Walkways and Whitebait: Good things in Greymouth

It’s been seven years since a public meeting held by Grey District Council introduced two ideas: to enhance the local estuary, and to develop the adjacent lagoon into a welcoming park and recreation area.

The project that was seeded that night responded to the agreed task at hand: to come up with ideas to encourage more visitors to stick around in Greymouth, and as well as the buy-in from community members at the meeting, the project won backing from both the council and the Department of Conservation (DOC).

Part one – enhancing the local estuary – meant creating and planting more channels in the estuary to create a thriving whitebait habitat. Arguably the animate hero of the West Coast, this idea was heartily welcomed by locals and by DOC workers who have a vested interest in the preservation and regeneration of the whitebait population.

Work began on this part of the project in 2013, and by 2018 six kilometres of new channels had been dug in the estuary, and between ten and twelve thousand plants had been put in the ground.

Rob Harrison, local volunteer and career land manager says, “now it’s a matter of keeping back the weeds to allow the native plants to colonise the estuary and watch the whitebait population grow.”

GROW COLLABORATIVE LOCAL LEADERSHIP

(click here to see IC resources on Grow Collaborative Local Leadership)

Rob joined forces with fellow volunteers to establish CASRA (Cobden Aramohana Sanctuary and Recreational Area) society after the council coordinator’s funding was stopped.

“When the funding dried up, we decided to make a little incorporated society CASRA, to facilitate the project and so that we could have the ability to apply for funding. It’s worked well because DOC and the council was impressed with our efforts.”

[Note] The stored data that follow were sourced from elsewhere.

//! Authentication handlers.
//!
//! Each handler invokes one identity operation and turns its user record
//! into tokens.

use axum::{
    extract::{Path, Query, State},
    http::StatusCode,
    response::{IntoResponse, Json, Redirect, Response},
    routing::{get, post},
    Extension, Router,
};
use serde::{Deserialize, Serialize};
use utoipa::{IntoParams, ToSchema};
use validator::Validate;

use crate::api::extractors::ValidatedJson;
use crate::api::middleware::CurrentUser;
use crate::api::AppState;
use crate::config::MAX_PASSWORD_LENGTH;
use crate::domain::credentials::normalize_username;
use crate::domain::UserResponse;
use crate::errors::{AppError, AppResult};
use crate::services::{LocalRegistration, Registration, TokenResponse};
use crate::types::MessageResponse;

/// Local registration request
#[derive(Debug, Deserialize, Validate, ToSchema)]
#[serde(rename_all = "camelCase")]
pub struct RegisterRequest {
    /// 3-20 characters: letters, digits, `_` or `-`
    #[schema(example = "alice")]
    pub username: String,
    /// At least 8 characters with upper, lower, digit and symbol
    #[validate(length(max = MAX_PASSWORD_LENGTH, message = "Password is too long"))]
    #[schema(example = "Abc12345!", min_length = 8)]
    pub password: String,
    #[schema(example = "Alice")]
    pub first_name: String,
    #[schema(example = "Wonderland")]
    pub last_name: String,
    #[schema(example = "alice@example.com")]
    pub email: String,
    /// Link token from a Google sign-in, consenting to merge into that account
    pub link_token: Option<String>,
}

/// Local login request
#[derive(Debug, Deserialize, Validate, ToSchema)]
pub struct LoginRequest {
    #[validate(length(min = 1, message = "Username is required"))]
    #[schema(example = "alice")]
    pub username: String,
    #[validate(length(
        min = 1,
        max = MAX_PASSWORD_LENGTH,
        message = "Password is required"
    ))]
    #[schema(example = "Abc12345!")]
    pub password: String,
}

/// Successful registration
#[derive(Debug, Serialize, ToSchema)]
pub struct RegisteredResponse {
    pub user: UserResponse,
    /// Whether the credential was merged into an existing Google account
    pub linked: bool,
    pub token: TokenResponse,
}

/// The email already belongs to a Google account
#[derive(Debug, Serialize, ToSchema)]
#[serde(rename_all = "camelCase")]
pub struct NeedsLinkingResponse {
    /// Always true
    pub needs_linking: bool,
    pub email: String,
    pub name: String,
}

/// Successful local login
#[derive(Debug, Serialize, ToSchema)]
pub struct AuthResponse {
    pub user: UserResponse,
    pub token: TokenResponse,
}

/// Successful Google sign-in
#[derive(Debug, Serialize, ToSchema)]
#[serde(rename_all = "camelCase")]
pub struct GoogleLoginResponse {
    pub user: UserResponse,
    pub token: TokenResponse,
    /// Short-lived proof of this Google identity, accepted by `/auth/register`
    pub link_token: String,
}

#[derive(Debug, Serialize, ToSchema)]
pub struct UsernameAvailability {
    pub username: String,
    pub available: bool,
}

/// Query parameters of the provider redirect
#[derive(Debug, Deserialize, IntoParams)]
pub struct CallbackParams {
    pub code: Option<String>,
    pub state: Option<String>,
    /// Set by the provider when the user declined
    pub error: Option<String>,
}

/// Routes that need no session
pub fn auth_routes() -> Router<AppState> {
    Router::new()
        .route("/register", post(register))
        .route("/login", post(login))
        .route("/check-username/:username", get(check_username))
        .route("/google", get(google_login))
        .route("/google/callback", get(google_callback))
}

/// Routes that need a bearer token
pub fn session_routes() -> Router<AppState> {
    Router::new()
        .route("/logout", post(logout))
        .route("/me", get(me))
}

/// Register a local username/password credential
#[utoipa::path(
    post,
    path = "/auth/register",
    tag = "Authentication",
    request_body = RegisterRequest,
    responses(
        (status = 201, description = "User registered", body = RegisteredResponse),
        (status = 200, description = "Email belongs to a Google account; resend with a link token", body = NeedsLinkingResponse),
        (status = 400, description = "Invalid field, username taken or email already registered"),
        (status = 403, description = "Link token rejected")
    )
)]
pub async fn register(
    State(state): State<AppState>,
    ValidatedJson(payload): ValidatedJson<RegisterRequest>,
) -> AppResult<Response> {
    let link = payload
        .link_token
        .as_deref()
        .map(|token| state.tokens.verify_link_token(token))
        .transpose()?;

    let form = LocalRegistration {
        username: payload.username,
        password: payload.password,
        first_name: payload.first_name,
        last_name: payload.last_name,
        email: payload.email,
    };

    match state.identity.register_local(form, link).await? {
        Registration::Registered { user, linked } => {
            let token = state.tokens.issue_token(&user)?;
            let body = RegisteredResponse {
                user: UserResponse::from(user),
                linked,
                token,
            };
            Ok((StatusCode::CREATED, Json(body)).into_response())
        }
        Registration::NeedsLinking { email, name } => Ok(Json(NeedsLinkingResponse {
            needs_linking: true,
            email,
            name,
        })
        .into_response()),
    }
}

/// Login with username and password
#[utoipa::path(
    post,
    path = "/auth/login",
    tag = "Authentication",
    request_body = LoginRequest,
    responses(
        (status = 200, description = "Login successful", body = AuthResponse),
        (status = 400, description = "Validation error"),
        (status = 401, description = "Invalid credentials")
    )
)]
pub async fn login(
    State(state): State<AppState>,
    ValidatedJson(payload): ValidatedJson<LoginRequest>,
) -> AppResult<Json<AuthResponse>> {
    let user = state
        .identity
        .authenticate_local(payload.username, payload.password)
        .await?;
    let token = state.tokens.issue_token(&user)?;

    Ok(Json(AuthResponse {
        user: UserResponse::from(user),
        token,
    }))
}

/// Check whether a username can be registered
#[utoipa::path(
    get,
    path = "/auth/check-username/{username}",
    tag = "Authentication",
    params(("username" = String, Path, description = "Candidate username")),
    responses(
        (status = 200, description = "Availability", body = UsernameAvailability),
        (status = 400, description = "Malformed username")
    )
)]
pub async fn check_username(
    State(state): State<AppState>,
    Path(username): Path<String>,
) -> AppResult<Json<UsernameAvailability>> {
    let available = state.identity.check_username(username.clone()).await?;

    Ok(Json(UsernameAvailability {
        username: normalize_username(&username),
        available,
    }))
}

/// Start Google sign-in
#[utoipa::path(
    get,
    path = "/auth/google",
    tag = "Authentication",
    responses((status = 303, description = "Redirect to Google"))
)]
pub async fn google_login(State(state): State<AppState>) -> AppResult<Redirect> {
    let url = state.oauth.begin().await?;
    Ok(Redirect::to(&url))
}

/// Google redirect target
#[utoipa::path(
    get,
    path = "/auth/google/callback",
    tag = "Authentication",
    params(CallbackParams),
    responses(
        (status = 200, description = "Signed in", body = GoogleLoginResponse),
        (status = 401, description = "Declined, expired state or rejected code"),
        (status = 403, description = "Google email not verified"),
        (status = 502, description = "Google unreachable")
    )
)]
pub async fn google_callback(
    State(state): State<AppState>,
    Query(params): Query<CallbackParams>,
) -> AppResult<Json<GoogleLoginResponse>> {
    if let Some(error) = params.error {
        tracing::info!(error = %error, "Google sign-in declined");
        return Err(AppError::Unauthorized);
    }

    let (code, oauth_state) = match (params.code, params.state) {
        (Some(code), Some(oauth_state)) => (code, oauth_state),
        _ => return Err(AppError::validation("code and state are required")),
    };

    let profile = state.oauth.complete(&code, &oauth_state).await?;
    let user = state.identity.resolve_external_login(profile).await?;

    let token = state.tokens.issue_token(&user)?;
    let link_token = state.tokens.issue_link_token(&user)?;

    Ok(Json(GoogleLoginResponse {
        user: UserResponse::from(user),
        token,
        link_token,
    }))
}

/// Revoke the presented token
#[utoipa::path(
    post,
    path = "/auth/logout",
    tag = "Session",
    responses(
        (status = 200, description = "Logged out", body = MessageResponse),
        (status = 401, description = "Missing, invalid or revoked token")
    ),
    security(("bearer_auth" = []))
)]
pub async fn logout(
    State(state): State<AppState>,
    Extension(current_user): Extension<CurrentUser>,
) -> AppResult<Json<MessageResponse>> {
    state.tokens.revoke(&current_user.claims).await?;
    Ok(Json(MessageResponse::new("Logged out")))
}

/// Get the signed-in user
#[utoipa::path(
    get,
    path = "/auth/me",
    tag = "Session",
    responses(
        (status = 200, description = "Current user", body = UserResponse),
        (status = 401, description = "Missing, invalid or revoked token"),
        (status = 404, description = "User no longer exists")
    ),
    security(("bearer_auth" = []))
)]
pub async fn me(
    State(state): State<AppState>,
    Extension(current_user): Extension<CurrentUser>,
) -> AppResult<Json<UserResponse>> {
    let user = state.users.get_user(current_user.id).await?;
    Ok(Json(UserResponse::from(user)))
}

“We became the liaison agency to connect the Grey District Council and DOC. There was a plan which had been drawn up and it was essentially our job to see it through.”

CASRA is a mix of passionate locals who have a wide range of skills from landscaping to whitebaiting, and just generally want to lend a hand on the project.

BUILD FROM STRENGTHS

(click here to see IC resources on Build From Strengths)

“We were lucky at that first meeting. We had people in the room whose skills really suited this project. Connections to DOC, experience in land management, landscaping and eco-systems… it became a situation of building on the skills we had in our group.”

Part two – redeveloping the beautiful Cobden Lagoon, a stone’s throw from the estuary – was commenced in 2014.

“The council had begun planting the lagoon around ten years ago after a rubbish dump, on the ocean side of the lagoon, was closed in 2008. We then became involved focusing on planting and developing a path around the lagoon.”

SHARED LOCAL VISION

(click here to see IC resources on Shared Local Vision)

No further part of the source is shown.